It was dark, a pitch black that not everyone has seen. After three whirlwind years of exciting challenges, colour, culture and fun I had plunged deep into the pit again. It was damp, cold, it smelt of algae and the walls were a dank moss green.
Penniless, Unemployed, Depressed, Emotionally abused. I was desperate and knew that I needed help. I put myself into the care of others, I couldn’t care for myself. I had a tick list to help me get up, get dressed and brush my teeth. If I managed, it was a good day.
Blossom. It was as if the cover of the well I was stuck at the bottom of had been pushed aside, a thousand feet above my head. A tiny pinprick of light floated down, and the jet black gave way to a dark moss green. I could barely register it, but I knew it was my chance. I waited.
Six months later, the day had arrived. I was excited. This day could only be positive. My coach could help me navigate the first few months of a new job and I was ready to take on what the world had to offer me. I’d begun to climb the invisible ladder that blossom had propped against the wall for me. Slowly, slowly. One step at a time.
People met, stories shared, connections made.
Who were these women? Where did they come from? What were their stories?
A spark ignited. Learning, caring, supporting. Tears flowed, discoveries made, strengths unearthed, lessons learned.
Everyone has different strengths and it’s okay to have preferences. There is no ‘should’ when it comes to personality. Not everyone has the talent you do, not everyone likes the same things, but the differences between us are what makes us human and ought to be celebrated. I’d met someone new - I wanted this relationship to be different. I'd need to celebrate the differences between us.
Breathe. Give your mind time to breathe. If you want your body to stay well, you look after it. Your mind is the same. Enough sleep, nutrition, and kind thoughts. My new job was making this difficult. Taking enough holiday for your body and mind – every day.
Being creative is not all arts and crafts. A good idea, a new colour scheme for a room, an inventive way to stay in touch with a friend, a new outfit, a makeover. The style and colour workshop was a safe place to explore and experiment. Quirky, siren, classic, romantic. A historical lack of confidence from snide comments quickly bloomed into curiosity and adventure with the unwavering support of my new friends. My passion for fashion had been re-ignited.

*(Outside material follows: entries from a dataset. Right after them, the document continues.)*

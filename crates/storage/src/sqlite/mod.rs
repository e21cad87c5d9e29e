use std::sync::Arc;
use std::time::Duration;

use sqlx::{SqlitePool, sqlite::SqlitePoolOptions};
use thiserror::Error;

use crate::repository::{KeyValueStore, Storage};

mod kv_repo;
mod migrate;

#[derive(Clone)]
pub struct SqliteRepository {
    pool: SqlitePool,
}

#[derive(Debug, Error)]
#[non_exhaustive]
pub enum SqliteInitError {
    #[error(transparent)]
    Sqlx(#[from] sqlx::Error),
}

impl SqliteRepository {
    /// Connect to `SQLite` using the given URL.
    ///
    /// # Errors
    ///
    /// Returns `SqliteInitError` if the connection cannot be established or
    /// connection pragmas fail during setup.
    pub async fn connect(database_url: &str) -> Result<Self, SqliteInitError> {
        let pool = SqlitePoolOptions::new()
            .max_connections(5)
            .acquire_timeout(Duration::from_secs(5))
            .after_connect(|conn, _meta| {
                Box::pin(async move {
                    sqlx::query("PRAGMA journal_mode = WAL;")
                        .execute(&mut *conn)
                        .await?;
                    sqlx::query("PRAGMA busy_timeout = 5000;")
                        .execute(&mut *conn)
                        .await?;
                    Ok(())
                })
            })
            .connect(database_url)
            .await?;
        Ok(Self { pool })
    }

    /// Create tables if they do not exist.
    ///
    /// # Errors
    ///
    /// Returns `SqliteInitError` if migration queries fail.
    pub async fn migrate(&self) -> Result<(), SqliteInitError> {
        migrate::run_migrations(&self.pool).await
    }
}

impl Storage {
    /// Build a `Storage` backed by `SQLite`.
    ///
    /// # Errors
    ///
    /// Returns `SqliteInitError` if connection or migrations cannot be
    /// completed.
    pub async fn sqlite(database_url: &str) -> Result<Self, SqliteInitError> {
        let repo = SqliteRepository::connect(database_url).await?;
        repo.migrate().await?;
        let store: Arc<dyn KeyValueStore> = Arc::new(repo);
        Ok(Self::over(store))
    }
}
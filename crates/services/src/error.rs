//! Shared error types for the services crate.

use std::path::PathBuf;

use thiserror::Error;

use quiz_core::model::{QuestionSetError, QuizResultError};
use storage::repository::StorageError;
use storage::sqlite::SqliteInitError;

/// Errors raised while loading the question dataset.
#[derive(Debug, Error)]
#[non_exhaustive]
pub enum QuestionBankError {
    #[error("failed to read question dataset {path}: {source}")]
    Io {
        path: PathBuf,
        #[source]
        source: std::io::Error,
    },
    #[error(transparent)]
    Dataset(#[from] QuestionSetError),
}

/// Errors emitted by quiz session services.
///
/// `Storage` is recoverable: the in-memory transition that triggered the
/// write has already been applied when it is returned.
#[derive(Debug, Error)]
#[non_exhaustive]
pub enum SessionError {
    #[error("no questions available for quiz")]
    Empty,
    #[error("no quiz in progress")]
    NotStarted,
    #[error("a quiz is already in progress")]
    InProgress,
    #[error("quiz already completed")]
    Completed,
    #[error("choice {index} is out of range for a question with {len} choices")]
    InvalidChoice { index: usize, len: usize },
    #[error("an answer must be selected before advancing")]
    NoSelection,
    #[error(transparent)]
    Result(#[from] QuizResultError),
    #[error(transparent)]
    Storage(#[from] StorageError),
}

/// Errors emitted while bootstrapping app services.
#[derive(Debug, Error)]
#[non_exhaustive]
pub enum AppServicesError {
    #[error(transparent)]
    Sqlite(#[from] SqliteInitError),
}
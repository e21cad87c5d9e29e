use chrono::{DateTime, Utc};
use std::fmt;

use quiz_core::model::{Question, QuizResult, SavedProgress};

use crate::error::SessionError;

//
// ─── TRANSITION OUTCOMES ───────────────────────────────────────────────────────
//

/// Outcome of `QuizSession::select_answer`.
#[derive(Debug, Clone, Copy, PartialEq, Eq)]
pub enum Selection {
    /// First answer for the current question; scored if correct.
    Recorded { index: usize, correct: bool },
    /// An answer was already chosen; nothing changed.
    AlreadyAnswered { selected: usize },
}

/// Outcome of `QuizSession::advance`.
#[derive(Debug, Clone, Copy, PartialEq, Eq)]
pub enum Advance {
    Next,
    Finished,
}

//
// ─── SESSION ───────────────────────────────────────────────────────────────────
//

/// In-memory quiz attempt over an ordered subset of questions.
///
/// Pure state: no persistence, no clock. `QuizService` wraps it with both.
#[derive(Clone, PartialEq)]
pub struct QuizSession {
    questions: Vec<Question>,
    current: usize,
    score: u32,
    selected: Option<usize>,
}

impl QuizSession {
    /// # Errors
    ///
    /// Returns `SessionError::Empty` if no questions are provided.
    pub fn new(questions: Vec<Question>) -> Result<Self, SessionError> {
        if questions.is_empty() {
            return Err(SessionError::Empty);
        }
        Ok(Self {
            questions,
            current: 0,
            score: 0,
            selected: None,
        })
    }

    /// Rebuild a session from persisted counters.
    ///
    /// Values are clamped so the session invariants hold even if the stored
    /// record disagrees with `questions`: the index is capped at the length,
    /// a selection that is not a valid choice is dropped, and the score is
    /// capped at one point per question reached.
    ///
    /// # Errors
    ///
    /// Returns `SessionError::Empty` if no questions are provided.
    pub fn restore(
        questions: Vec<Question>,
        current: usize,
        score: u32,
        selected: Option<usize>,
    ) -> Result<Self, SessionError> {
        let mut session = Self::new(questions)?;
        session.current = current.min(session.questions.len());
        session.selected = selected.filter(|&index| {
            session
                .current_question()
                .is_some_and(|question| question.has_choice(index))
        });
        let reachable = session.current + usize::from(session.selected.is_some());
        session.score = score.min(u32::try_from(reachable).unwrap_or(u32::MAX));
        Ok(session)
    }

    #[must_use]
    pub fn questions(&self) -> &[Question] {
        &self.questions
    }

    #[must_use]
    pub fn current_index(&self) -> usize {
        self.current
    }

    #[must_use]
    pub fn score(&self) -> u32 {
        self.score
    }

    #[must_use]
    pub fn selected_index(&self) -> Option<usize> {
        self.selected
    }

    /// Total number of questions in this session.
    #[must_use]
    pub fn total_questions(&self) -> usize {
        self.questions.len()
    }

    #[must_use]
    pub fn current_question(&self) -> Option<&Question> {
        self.questions.get(self.current)
    }

    #[must_use]
    pub fn is_complete(&self) -> bool {
        self.current >= self.questions.len()
    }

    /// Whether the current selection is correct; `None` before an answer.
    #[must_use]
    pub fn is_selection_correct(&self) -> Option<bool> {
        let question = self.current_question()?;
        self.selected.map(|index| question.is_correct(index))
    }

    /// Record an answer for the current question.
    ///
    /// Only the first selection per question counts; later calls report
    /// `Selection::AlreadyAnswered` and leave the score alone.
    ///
    /// # Errors
    ///
    /// Returns `SessionError::Completed` if every question has been passed, or
    /// `SessionError::InvalidChoice` if `index` is not one of the choices.
    pub fn select_answer(&mut self, index: usize) -> Result<Selection, SessionError> {
        let Some(question) = self.questions.get(self.current) else {
            return Err(SessionError::Completed);
        };
        if let Some(selected) = self.selected {
            return Ok(Selection::AlreadyAnswered { selected });
        }
        if !question.has_choice(index) {
            return Err(SessionError::InvalidChoice {
                index,
                len: question.choices().len(),
            });
        }

        let correct = question.is_correct(index);
        self.selected = Some(index);
        if correct {
            self.score += 1;
        }
        Ok(Selection::Recorded { index, correct })
    }

    /// Move past the answered question.
    ///
    /// # Errors
    ///
    /// Returns `SessionError::Completed` if already finished, or
    /// `SessionError::NoSelection` if the current question is unanswered.
    pub fn advance(&mut self) -> Result<Advance, SessionError> {
        if self.is_complete() {
            return Err(SessionError::Completed);
        }
        if self.selected.is_none() {
            return Err(SessionError::NoSelection);
        }

        self.selected = None;
        self.current += 1;
        if self.is_complete() {
            Ok(Advance::Finished)
        } else {
            Ok(Advance::Next)
        }
    }

    /// The persisted form of this session.
    #[must_use]
    pub fn to_saved_progress(&self) -> SavedProgress {
        SavedProgress {
            question_ids: self.questions.iter().map(|q| q.id().clone()).collect(),
            current_index: self.current,
            score: self.score,
            started: true,
            selected_index: self.selected,
        }
    }

    pub(crate) fn build_result(
        &self,
        completed_at: DateTime<Utc>,
    ) -> Result<QuizResult, SessionError> {
        let total = u32::try_from(self.questions.len()).unwrap_or(u32::MAX);
        Ok(QuizResult::new(completed_at, self.score, total)?)
    }
}

impl fmt::Debug for QuizSession {
    fn fmt(&self, f: &mut fmt::Formatter<'_>) -> fmt::Result {
        f.debug_struct("QuizSession")
            .field("questions_len", &self.questions.len())
            .field("current", &self.current)
            .field("score", &self.score)
            .field("selected", &self.selected)
            .finish_non_exhaustive()
    }
}

//
// ─── TESTS ─────────────────────────────────────────────────────────────────────
//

And now? I earn double what I did last year, I manage a team of eight, I had an offer on a house accepted last week. None of these matter. I am in a healthy and happy relationship, not only with my partner, but also with myself. I have the confidence. The confidence to be me, to know that I deserve the best, to look after myself, to dye my hair purple, but most of all I have the confidence to be happy. I’ve blossomed.